● ACTION ITEM: Please take the lines from the one holding "let (cmd, key)" through the one holding "config file format" in the data below and copy them exactly.

● INPUT RECORDS:
-------------------------

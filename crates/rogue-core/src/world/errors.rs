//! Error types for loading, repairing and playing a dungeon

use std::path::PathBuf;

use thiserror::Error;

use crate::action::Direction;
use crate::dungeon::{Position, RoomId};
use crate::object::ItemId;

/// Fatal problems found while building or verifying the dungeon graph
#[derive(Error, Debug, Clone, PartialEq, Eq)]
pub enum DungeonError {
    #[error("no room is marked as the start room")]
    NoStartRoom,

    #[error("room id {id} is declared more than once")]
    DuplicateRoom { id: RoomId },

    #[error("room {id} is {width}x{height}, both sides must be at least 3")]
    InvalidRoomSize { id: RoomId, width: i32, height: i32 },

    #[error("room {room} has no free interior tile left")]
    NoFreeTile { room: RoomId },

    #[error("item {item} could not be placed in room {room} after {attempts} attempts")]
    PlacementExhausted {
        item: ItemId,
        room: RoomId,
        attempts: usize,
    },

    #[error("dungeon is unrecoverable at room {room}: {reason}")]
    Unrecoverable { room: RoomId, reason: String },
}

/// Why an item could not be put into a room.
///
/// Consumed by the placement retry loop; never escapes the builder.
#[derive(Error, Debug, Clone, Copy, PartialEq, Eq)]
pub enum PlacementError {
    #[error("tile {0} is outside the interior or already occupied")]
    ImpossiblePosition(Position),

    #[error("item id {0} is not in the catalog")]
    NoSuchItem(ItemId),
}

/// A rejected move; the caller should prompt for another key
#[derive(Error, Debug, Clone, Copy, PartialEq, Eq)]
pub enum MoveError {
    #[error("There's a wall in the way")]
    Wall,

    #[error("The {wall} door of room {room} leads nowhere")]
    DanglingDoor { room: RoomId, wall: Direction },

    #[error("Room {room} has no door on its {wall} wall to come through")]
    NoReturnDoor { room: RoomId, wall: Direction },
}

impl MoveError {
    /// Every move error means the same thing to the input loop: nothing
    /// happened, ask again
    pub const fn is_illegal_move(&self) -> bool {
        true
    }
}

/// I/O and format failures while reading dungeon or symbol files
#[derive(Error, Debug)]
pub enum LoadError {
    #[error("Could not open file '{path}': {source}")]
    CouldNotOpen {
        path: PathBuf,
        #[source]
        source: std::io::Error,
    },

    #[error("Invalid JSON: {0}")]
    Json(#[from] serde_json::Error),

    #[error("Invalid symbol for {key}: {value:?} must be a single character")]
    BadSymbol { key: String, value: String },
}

-------------------------

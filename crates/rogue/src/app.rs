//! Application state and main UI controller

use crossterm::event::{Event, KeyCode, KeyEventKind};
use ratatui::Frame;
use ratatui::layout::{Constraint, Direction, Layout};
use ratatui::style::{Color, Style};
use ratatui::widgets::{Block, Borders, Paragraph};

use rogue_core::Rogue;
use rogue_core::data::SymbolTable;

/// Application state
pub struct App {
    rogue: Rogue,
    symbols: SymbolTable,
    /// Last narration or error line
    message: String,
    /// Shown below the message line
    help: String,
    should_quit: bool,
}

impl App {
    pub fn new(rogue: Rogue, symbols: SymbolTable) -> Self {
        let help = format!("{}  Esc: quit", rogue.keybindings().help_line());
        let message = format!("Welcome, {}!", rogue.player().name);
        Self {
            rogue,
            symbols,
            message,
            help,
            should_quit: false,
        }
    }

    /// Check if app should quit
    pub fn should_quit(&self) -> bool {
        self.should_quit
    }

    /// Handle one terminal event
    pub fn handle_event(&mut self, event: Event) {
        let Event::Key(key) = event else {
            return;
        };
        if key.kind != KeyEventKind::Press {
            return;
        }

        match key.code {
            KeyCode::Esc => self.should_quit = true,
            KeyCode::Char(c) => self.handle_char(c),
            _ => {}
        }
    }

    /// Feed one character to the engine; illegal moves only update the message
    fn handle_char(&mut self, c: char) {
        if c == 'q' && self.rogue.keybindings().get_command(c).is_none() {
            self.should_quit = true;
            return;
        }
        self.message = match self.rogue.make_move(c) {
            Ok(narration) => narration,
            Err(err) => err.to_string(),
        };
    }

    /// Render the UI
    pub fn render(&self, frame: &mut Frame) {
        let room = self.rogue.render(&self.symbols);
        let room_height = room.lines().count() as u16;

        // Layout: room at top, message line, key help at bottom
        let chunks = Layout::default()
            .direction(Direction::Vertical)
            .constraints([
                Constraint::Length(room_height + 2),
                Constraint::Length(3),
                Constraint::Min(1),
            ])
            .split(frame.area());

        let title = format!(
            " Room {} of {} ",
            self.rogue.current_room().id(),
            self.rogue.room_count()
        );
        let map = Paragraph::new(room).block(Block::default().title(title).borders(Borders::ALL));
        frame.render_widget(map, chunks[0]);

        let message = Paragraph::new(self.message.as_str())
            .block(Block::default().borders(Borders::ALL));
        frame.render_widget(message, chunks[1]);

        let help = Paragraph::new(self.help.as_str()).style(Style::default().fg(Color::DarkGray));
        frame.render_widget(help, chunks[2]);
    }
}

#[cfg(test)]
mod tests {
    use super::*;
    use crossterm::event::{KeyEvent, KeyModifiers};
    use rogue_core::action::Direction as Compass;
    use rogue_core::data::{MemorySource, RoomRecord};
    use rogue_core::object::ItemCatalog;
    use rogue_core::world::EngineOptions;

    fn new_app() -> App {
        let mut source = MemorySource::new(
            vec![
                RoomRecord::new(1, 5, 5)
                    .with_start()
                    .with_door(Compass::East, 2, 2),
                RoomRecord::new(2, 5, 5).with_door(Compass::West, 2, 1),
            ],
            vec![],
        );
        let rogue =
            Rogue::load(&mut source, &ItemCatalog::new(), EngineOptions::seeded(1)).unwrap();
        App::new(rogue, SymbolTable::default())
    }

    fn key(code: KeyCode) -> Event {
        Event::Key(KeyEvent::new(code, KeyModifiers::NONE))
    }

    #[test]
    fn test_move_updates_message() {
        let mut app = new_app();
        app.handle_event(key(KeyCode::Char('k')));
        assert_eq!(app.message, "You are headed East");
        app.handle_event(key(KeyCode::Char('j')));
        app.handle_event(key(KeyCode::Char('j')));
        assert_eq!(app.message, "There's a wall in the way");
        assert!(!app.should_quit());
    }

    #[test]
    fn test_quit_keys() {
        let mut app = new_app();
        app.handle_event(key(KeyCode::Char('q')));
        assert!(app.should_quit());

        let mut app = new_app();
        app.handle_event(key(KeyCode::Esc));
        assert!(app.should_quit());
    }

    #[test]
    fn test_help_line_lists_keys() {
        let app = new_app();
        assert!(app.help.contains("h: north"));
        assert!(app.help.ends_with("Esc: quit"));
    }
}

-------------------------

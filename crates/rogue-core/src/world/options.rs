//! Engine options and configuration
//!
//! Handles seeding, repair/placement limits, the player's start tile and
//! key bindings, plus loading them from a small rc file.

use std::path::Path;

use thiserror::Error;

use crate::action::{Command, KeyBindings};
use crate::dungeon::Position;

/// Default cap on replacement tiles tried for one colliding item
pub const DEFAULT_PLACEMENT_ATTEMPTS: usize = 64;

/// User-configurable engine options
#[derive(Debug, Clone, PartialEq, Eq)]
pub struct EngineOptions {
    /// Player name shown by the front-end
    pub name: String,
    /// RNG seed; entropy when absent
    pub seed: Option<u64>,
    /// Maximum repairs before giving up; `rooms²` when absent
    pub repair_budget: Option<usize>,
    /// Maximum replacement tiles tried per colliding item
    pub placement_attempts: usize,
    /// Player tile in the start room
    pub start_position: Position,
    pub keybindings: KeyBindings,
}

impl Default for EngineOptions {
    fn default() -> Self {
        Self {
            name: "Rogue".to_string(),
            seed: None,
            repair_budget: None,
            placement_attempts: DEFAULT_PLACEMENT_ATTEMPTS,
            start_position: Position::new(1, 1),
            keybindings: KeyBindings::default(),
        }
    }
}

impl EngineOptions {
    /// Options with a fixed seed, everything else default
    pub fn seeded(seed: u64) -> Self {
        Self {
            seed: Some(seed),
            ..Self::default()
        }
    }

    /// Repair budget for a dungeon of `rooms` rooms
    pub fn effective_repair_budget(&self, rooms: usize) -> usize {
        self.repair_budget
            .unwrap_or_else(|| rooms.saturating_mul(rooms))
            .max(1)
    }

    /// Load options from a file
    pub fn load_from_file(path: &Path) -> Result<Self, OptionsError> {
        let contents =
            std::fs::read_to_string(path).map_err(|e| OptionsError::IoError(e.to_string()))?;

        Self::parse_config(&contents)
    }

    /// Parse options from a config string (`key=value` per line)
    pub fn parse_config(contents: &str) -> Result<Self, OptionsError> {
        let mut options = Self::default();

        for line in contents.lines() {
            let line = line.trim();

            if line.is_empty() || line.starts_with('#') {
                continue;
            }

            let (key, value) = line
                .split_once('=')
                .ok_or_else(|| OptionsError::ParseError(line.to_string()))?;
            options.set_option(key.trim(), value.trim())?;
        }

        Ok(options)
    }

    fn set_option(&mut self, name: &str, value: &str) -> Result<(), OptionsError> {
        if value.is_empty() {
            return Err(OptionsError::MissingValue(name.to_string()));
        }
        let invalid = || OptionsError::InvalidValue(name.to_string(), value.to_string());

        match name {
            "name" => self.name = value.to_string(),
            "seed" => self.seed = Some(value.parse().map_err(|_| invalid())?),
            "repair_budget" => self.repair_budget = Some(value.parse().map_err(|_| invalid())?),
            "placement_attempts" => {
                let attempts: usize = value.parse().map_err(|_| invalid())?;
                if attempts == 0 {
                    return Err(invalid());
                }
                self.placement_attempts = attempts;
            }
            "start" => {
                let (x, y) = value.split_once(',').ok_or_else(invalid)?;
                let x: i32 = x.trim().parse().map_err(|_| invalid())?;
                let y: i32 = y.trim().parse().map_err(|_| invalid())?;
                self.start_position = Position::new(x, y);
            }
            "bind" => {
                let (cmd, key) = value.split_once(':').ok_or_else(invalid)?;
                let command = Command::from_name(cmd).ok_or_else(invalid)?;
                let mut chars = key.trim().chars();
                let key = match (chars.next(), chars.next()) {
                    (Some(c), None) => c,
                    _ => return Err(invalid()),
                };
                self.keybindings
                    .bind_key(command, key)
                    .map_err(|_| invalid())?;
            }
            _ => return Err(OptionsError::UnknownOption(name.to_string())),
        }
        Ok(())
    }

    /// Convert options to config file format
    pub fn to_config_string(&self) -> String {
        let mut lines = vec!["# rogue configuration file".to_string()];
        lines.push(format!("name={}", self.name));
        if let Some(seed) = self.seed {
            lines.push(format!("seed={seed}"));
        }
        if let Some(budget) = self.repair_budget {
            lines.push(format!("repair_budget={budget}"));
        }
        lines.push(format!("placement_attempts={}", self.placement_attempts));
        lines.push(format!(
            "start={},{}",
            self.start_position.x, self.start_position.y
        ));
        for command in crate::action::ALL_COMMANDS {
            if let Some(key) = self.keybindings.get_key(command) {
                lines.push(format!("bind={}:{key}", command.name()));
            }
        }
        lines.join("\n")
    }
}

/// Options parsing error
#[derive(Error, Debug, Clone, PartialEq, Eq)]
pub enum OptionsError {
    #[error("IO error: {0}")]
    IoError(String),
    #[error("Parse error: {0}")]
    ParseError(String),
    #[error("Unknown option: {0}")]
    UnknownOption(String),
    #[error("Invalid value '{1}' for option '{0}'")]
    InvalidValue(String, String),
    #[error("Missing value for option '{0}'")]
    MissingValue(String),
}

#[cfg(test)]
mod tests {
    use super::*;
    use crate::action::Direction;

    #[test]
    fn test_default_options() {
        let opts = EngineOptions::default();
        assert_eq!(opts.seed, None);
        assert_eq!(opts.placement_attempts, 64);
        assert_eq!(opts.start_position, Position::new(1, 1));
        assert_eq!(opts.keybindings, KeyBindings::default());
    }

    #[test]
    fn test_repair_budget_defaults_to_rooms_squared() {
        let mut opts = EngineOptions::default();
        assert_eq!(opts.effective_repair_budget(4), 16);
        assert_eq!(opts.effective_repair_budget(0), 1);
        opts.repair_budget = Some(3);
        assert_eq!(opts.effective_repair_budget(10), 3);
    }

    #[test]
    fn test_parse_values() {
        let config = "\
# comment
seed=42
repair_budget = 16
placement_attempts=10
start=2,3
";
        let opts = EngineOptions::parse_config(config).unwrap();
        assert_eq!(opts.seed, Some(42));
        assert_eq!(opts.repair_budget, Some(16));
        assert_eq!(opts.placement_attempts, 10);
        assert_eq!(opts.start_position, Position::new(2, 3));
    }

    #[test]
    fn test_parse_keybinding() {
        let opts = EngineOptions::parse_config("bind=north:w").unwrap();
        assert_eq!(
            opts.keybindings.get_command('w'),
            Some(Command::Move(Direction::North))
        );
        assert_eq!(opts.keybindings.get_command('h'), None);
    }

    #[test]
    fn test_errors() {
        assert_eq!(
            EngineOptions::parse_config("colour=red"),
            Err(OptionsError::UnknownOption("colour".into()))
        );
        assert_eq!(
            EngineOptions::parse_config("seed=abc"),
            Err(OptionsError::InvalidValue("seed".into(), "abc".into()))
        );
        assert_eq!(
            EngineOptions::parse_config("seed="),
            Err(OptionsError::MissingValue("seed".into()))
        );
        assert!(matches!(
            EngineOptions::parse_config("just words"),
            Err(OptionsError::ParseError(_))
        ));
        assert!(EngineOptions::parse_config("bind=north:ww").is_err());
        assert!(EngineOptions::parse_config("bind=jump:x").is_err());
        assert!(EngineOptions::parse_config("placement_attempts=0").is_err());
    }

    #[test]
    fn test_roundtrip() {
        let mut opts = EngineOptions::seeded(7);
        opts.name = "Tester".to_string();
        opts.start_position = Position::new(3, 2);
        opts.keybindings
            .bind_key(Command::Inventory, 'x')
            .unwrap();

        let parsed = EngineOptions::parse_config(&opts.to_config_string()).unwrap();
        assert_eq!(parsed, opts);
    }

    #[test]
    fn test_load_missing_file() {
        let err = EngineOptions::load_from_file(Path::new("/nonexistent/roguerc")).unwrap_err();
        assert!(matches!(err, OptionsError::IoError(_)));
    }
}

-------------------------

● ANSWER SECTION:
                let (cmd, key) = value.split_once(':').ok_or_else(invalid)?;
                let command = Command::from_name(cmd).ok_or_else(invalid)?;
                let mut chars = key.trim().chars();
                let key = match (chars.next(), chars.next()) {
                    (Some(c), None) => c,
                    _ => return Err(invalid()),
                };
                self.keybindings
                    .bind_key(command, key)
                    .map_err(|_| invalid())?;
            }
            _ => return Err(OptionsError::UnknownOption(name.to_string())),
        }
        Ok(())
    }

    /// Convert options to config file format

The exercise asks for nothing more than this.